Description
Vegan Double Strawberry Muffins are soft, moist, bakery-style muffins made in one bowl with strawberry puree blended into the batter and juicy chopped strawberries folded throughout for big berry flavor in every bite.
Ingredients
- Wet: 2 cups (240 g) ripe strawberries, fresh or frozen then defrosted (weighed after stems removed)
- Wet: 1 cup (200 g) granulated sugar
- Wet: 2 1/2 tablespoons (40 g) dairy-free milk
- Wet: 1/2 cup (125 g) neutral-flavored oil
- Wet: 2 teaspoons apple cider vinegar or lemon juice
- Wet: 1 teaspoon vanilla extract (optional)

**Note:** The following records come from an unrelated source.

//! Aggregate verdict over per-target rollback outcomes.

use serde::{Deserialize, Serialize};

use crate::types::RepoKey;

/// Per-target result of one compensation attempt.
#[derive(Debug, Clone, PartialEq, Eq, Serialize, Deserialize)]
#[serde(rename_all = "kebab-case")]
pub enum RollbackOutcome {
    /// The compensation command succeeded.
    Restored,
    /// The compensation command ran and failed.
    CommandFailed(String),
    /// No captured state existed; compensation was never attempted.
    Uncompensable,
}

#[derive(Debug, Clone, PartialEq, Eq, Serialize, Deserialize)]
pub struct RollbackEntry {
    pub repo: RepoKey,
    pub outcome: RollbackOutcome,
}

/// Ordered per-target outcomes of one rollback pass.
///
/// Immutable once built; the sole input to the final rollback report.
#[derive(Debug, Clone, Default, PartialEq, Eq, Serialize, Deserialize)]
pub struct CompoundResult {
    entries: Vec<RollbackEntry>,
}

impl CompoundResult {
    pub fn new() -> Self {
        Self::default()
    }

    pub fn append(&mut self, repo: RepoKey, outcome: RollbackOutcome) {
        self.entries.push(RollbackEntry { repo, outcome });
    }

    pub fn entries(&self) -> &[RollbackEntry] {
        &self.entries
    }

    /// Holds iff every target was restored; an uncompensable target
    /// breaks it just like a failed command.
    pub fn total_success(&self) -> bool {
        self.entries
            .iter()
            .all(|entry| entry.outcome == RollbackOutcome::Restored)
    }

    pub fn failures(&self) -> impl Iterator<Item = &RollbackEntry> {
        self.entries
            .iter()
            .filter(|entry| entry.outcome != RollbackOutcome::Restored)
    }

    /// Consolidated failure text naming every affected repository.
    pub fn error_output_with_repo_indication(&self) -> String {
        self.entries
            .iter()
            .filter_map(|entry| match &entry.outcome {
                RollbackOutcome::Restored => None,
                RollbackOutcome::CommandFailed(detail) => {
                    Some(format!("{}: {}", entry.repo.short_name(), detail))
                }
                RollbackOutcome::Uncompensable => Some(format!(
                    "{}: no captured state to restore from",
                    entry.repo.short_name()
                )),
            })
            .collect::<Vec<_>>()
            .join("\n")
    }
}
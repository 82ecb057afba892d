//! Real-git fixtures for integration tests.

#![allow(dead_code)]

use std::path::Path;
use std::process::Command;

const GIT_ENV_OVERRIDES: [&str; 4] = [
    "GIT_DIR",
    "GIT_WORK_TREE",
    "GIT_INDEX_FILE",
    "GIT_COMMON_DIR",
];

pub fn git_command() -> Command {
    let mut cmd = Command::new("git");
    for key in GIT_ENV_OVERRIDES {
        cmd.env_remove(key);
    }
    cmd
}

pub fn run_git(repo: &Path, args: &[&str]) {
    let status = git_command()
        .args(args)
        .current_dir(repo)
        .status()
        .expect("Failed to invoke git");
    assert!(status.success(), "git command failed: {:?}", args);
}

pub fn init_repo(repo: &Path) {
    std::fs::create_dir_all(repo).expect("Failed to create repo dir");
    run_git(repo, &["init"]);
    run_git(repo, &["checkout", "-b", "main"]);
    run_git(repo, &["config", "user.email", "test@example.com"]);
    run_git(repo, &["config", "user.name", "Test User"]);
    run_git(repo, &["config", "commit.gpgsign", "false"]);
    std::fs::write(repo.join("README.md"), "root file").expect("Failed to write README.md");
    run_git(repo, &["add", "."]);
    run_git(repo, &["commit", "-m", "init"]);
}

pub fn commit_file(repo: &Path, name: &str, content: &str, message: &str) {
    std::fs::write(repo.join(name), content).expect("Failed to write file");
    run_git(repo, &["add", "."]);
    run_git(repo, &["commit", "-m", message]);
}

pub fn tag(repo: &Path, name: &str) {
    run_git(repo, &["tag", name]);
}

pub fn tag_exists(repo: &Path, name: &str) -> bool {
    git_command()
        .args(["rev-parse", "--verify", &format!("refs/tags/{name}")])
        .current_dir(repo)
        .output()
        .map(|output| output.status.success())
        .unwrap_or(false)
}

pub fn rev_parse(repo: &Path, rev: &str) -> String {
    let output = git_command()
        .args(["rev-parse", rev])
        .current_dir(repo)
        .output()
        .expect("Failed to run git rev-parse");
    assert!(output.status.success(), "rev-parse failed for {rev}");
    String::from_utf8_lossy(&output.stdout).trim().to_string()
}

- Wet: 1/2 teaspoon pink food coloring (optional)
- Dry: 3 cups (375 g) all-purpose plain flour
- Dry: 3 teaspoons baking powder
- Dry: 1/4 teaspoon baking soda
- Dry: Pinch of salt
- Mix-in: 1 cup (120 g) fresh strawberries, chopped
- Optional topping: 1 cup (120 g) fresh strawberries, chopped
Instructions
- Preheat oven to 180°C (350°F). Line a 12-cup muffin pan (or two pans) with muffin liners.
- Puree strawberries: Add 2 cups (240 g) strawberries to a large mixing bowl and puree with a stick blender (or puree in a blender/processor, then pour into the bowl).

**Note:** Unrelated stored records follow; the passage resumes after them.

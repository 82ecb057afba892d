//! Target resolution for operations.

use std::path::{Path, PathBuf};

use anyhow::Context;

use crate::config::GroveConfig;
use crate::types::RepoKey;

/// Resolve operation targets in precedence order: explicit paths, then
/// configured repos, then discovery under the workspace root.
///
/// Explicit and configured paths keep their declaration order;
/// discovered repositories are sorted by canonical path.
pub fn resolve_targets(
    workspace_root: &Path,
    config: &GroveConfig,
    explicit: &[PathBuf],
) -> anyhow::Result<Vec<RepoKey>> {
    if !explicit.is_empty() {
        return keys_from_paths(workspace_root, explicit);
    }
    if !config.repos.is_empty() {
        return keys_from_paths(workspace_root, &config.repos);
    }
    discover_repositories(workspace_root)
}

fn keys_from_paths(base: &Path, paths: &[PathBuf]) -> anyhow::Result<Vec<RepoKey>> {
    paths
        .iter()
        .map(|path| {
            let full = if path.is_absolute() {
                path.clone()
            } else {
                base.join(path)
            };
            RepoKey::from_path(&full)
        })
        .collect()
}

/// Find git repository roots under a directory, sorted by path.
///
/// Descends into subdirectories (skipping hidden ones) but not into
/// found repositories.
pub fn discover_repositories(root: &Path) -> anyhow::Result<Vec<RepoKey>> {
    let mut found = Vec::new();
    walk(root, &mut found)?;
    found.sort();
    Ok(found)
}

fn walk(dir: &Path, found: &mut Vec<RepoKey>) -> anyhow::Result<()> {
    if dir.join(".git").exists() {
        found.push(RepoKey::from_path(dir)?);
        return Ok(());
    }
    let entries = std::fs::read_dir(dir)
        .with_context(|| format!("Failed to read directory: {}", dir.display()))?;
    for entry in entries {
        let entry = entry?;
        let path = entry.path();
        if !path.is_dir() {
            continue;
        }
        if entry.file_name().to_string_lossy().starts_with('.') {
            continue;
        }
        walk(&path, found)?;
    }
    Ok(())
}
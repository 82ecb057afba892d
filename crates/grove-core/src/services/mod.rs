//! Collaborator seams: notifications, confirmation, background work,
//! and cache refresh.
//!
//! All collaborators are explicit handles injected at construction so
//! frontends and tests can substitute them freely.

use std::sync::Arc;

use serde::{Deserialize, Serialize};

use crate::operation::RestoreRequest;
use crate::types::RepoKey;

/// Notification severity.
#[derive(Debug, Clone, Copy, PartialEq, Eq, Serialize, Deserialize)]
#[serde(rename_all = "kebab-case")]
pub enum Severity {
    Info,
    Warning,
    Error,
}

/// One presented notification.
pub trait NotificationHandle: Send {
    /// Attach a restore action carrying the serializable request.
    fn offer_restore(&mut self, label: &str, request: &RestoreRequest);

    /// Dismiss the notification.
    fn expire(&mut self);
}

/// Presents operation results to the user.
pub trait NotificationGateway: Send + Sync {
    fn notify(&self, severity: Severity, title: &str, message: &str)
    -> Box<dyn NotificationHandle>;
}

/// Asks the user whether to run a proposed rollback.
pub trait ConfirmationGateway: Send + Sync {
    fn propose(&self, text: &str) -> bool;
}

/// Executes deferred work off the calling thread. Fire-and-forget: no
/// result is observed by the scheduler.
pub trait BackgroundRunner: Send + Sync {
    fn schedule(&self, label: &str, task: Box<dyn FnOnce() + Send + 'static>);
}

/// Invalidates externally cached views of one repository after a
/// successful apply or compensate.
pub trait RefreshHook: Send + Sync {
    fn refresh(&self, repo: &RepoKey);
}

/// Refresh hook that does nothing.
#[derive(Debug, Clone, Copy, Default)]
pub struct NoopRefresh;

impl RefreshHook for NoopRefresh {
    fn refresh(&self, _repo: &RepoKey) {}
}

/// Confirmation gateway with a fixed answer, for `--yes` flows and
/// non-interactive policies.
#[derive(Debug, Clone, Copy)]
pub struct StaticConfirm(pub bool);

impl ConfirmationGateway for StaticConfirm {
    fn propose(&self, _text: &str) -> bool {
        self.0
    }
}

/// Background runner on the tokio blocking thread pool.
#[derive(Debug, Clone)]
pub struct TokioRunner {
    handle: tokio::runtime::Handle,
}

impl TokioRunner {
    pub fn new(handle: tokio::runtime::Handle) -> Self {
        Self { handle }
    }
}

impl BackgroundRunner for TokioRunner {
    fn schedule(&self, label: &str, task: Box<dyn FnOnce() + Send + 'static>) {
        tracing::debug!(label, "scheduling background task");
        let _ = self.handle.spawn_blocking(task);
    }
}

/// Explicit service handles for one operation run.
#[derive(Clone)]
pub struct OperationServices {
    pub notifier: Arc<dyn NotificationGateway>,
    pub confirmation: Arc<dyn ConfirmationGateway>,
    pub runner: Arc<dyn BackgroundRunner>,
    pub refresh: Arc<dyn RefreshHook>,
}

impl OperationServices {
    pub fn new(
        notifier: Arc<dyn NotificationGateway>,
        confirmation: Arc<dyn ConfirmationGateway>,
        runner: Arc<dyn BackgroundRunner>,
        refresh: Arc<dyn RefreshHook>,
    ) -> Self {
        Self {
            notifier,
            confirmation,
            runner,
            refresh,
        }
    }
}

- Mix wet ingredients: Whisk in sugar, dairy-free milk, oil, apple cider vinegar (or lemon juice), vanilla (if using), and pink food coloring (if using) until smooth.
- Add dry ingredients: Add flour, baking powder, baking soda, and salt. Whisk gently until almost combined (a few small streaks of flour are fine). The batter should be very thick.
- Fold in fruit: Fold in the chopped strawberries (1 cup / 120 g) just until evenly distributed. Avoid overmixing.
- Fill muffin cups: Scoop batter into liners, filling them generously to form a heaped mound in each cup.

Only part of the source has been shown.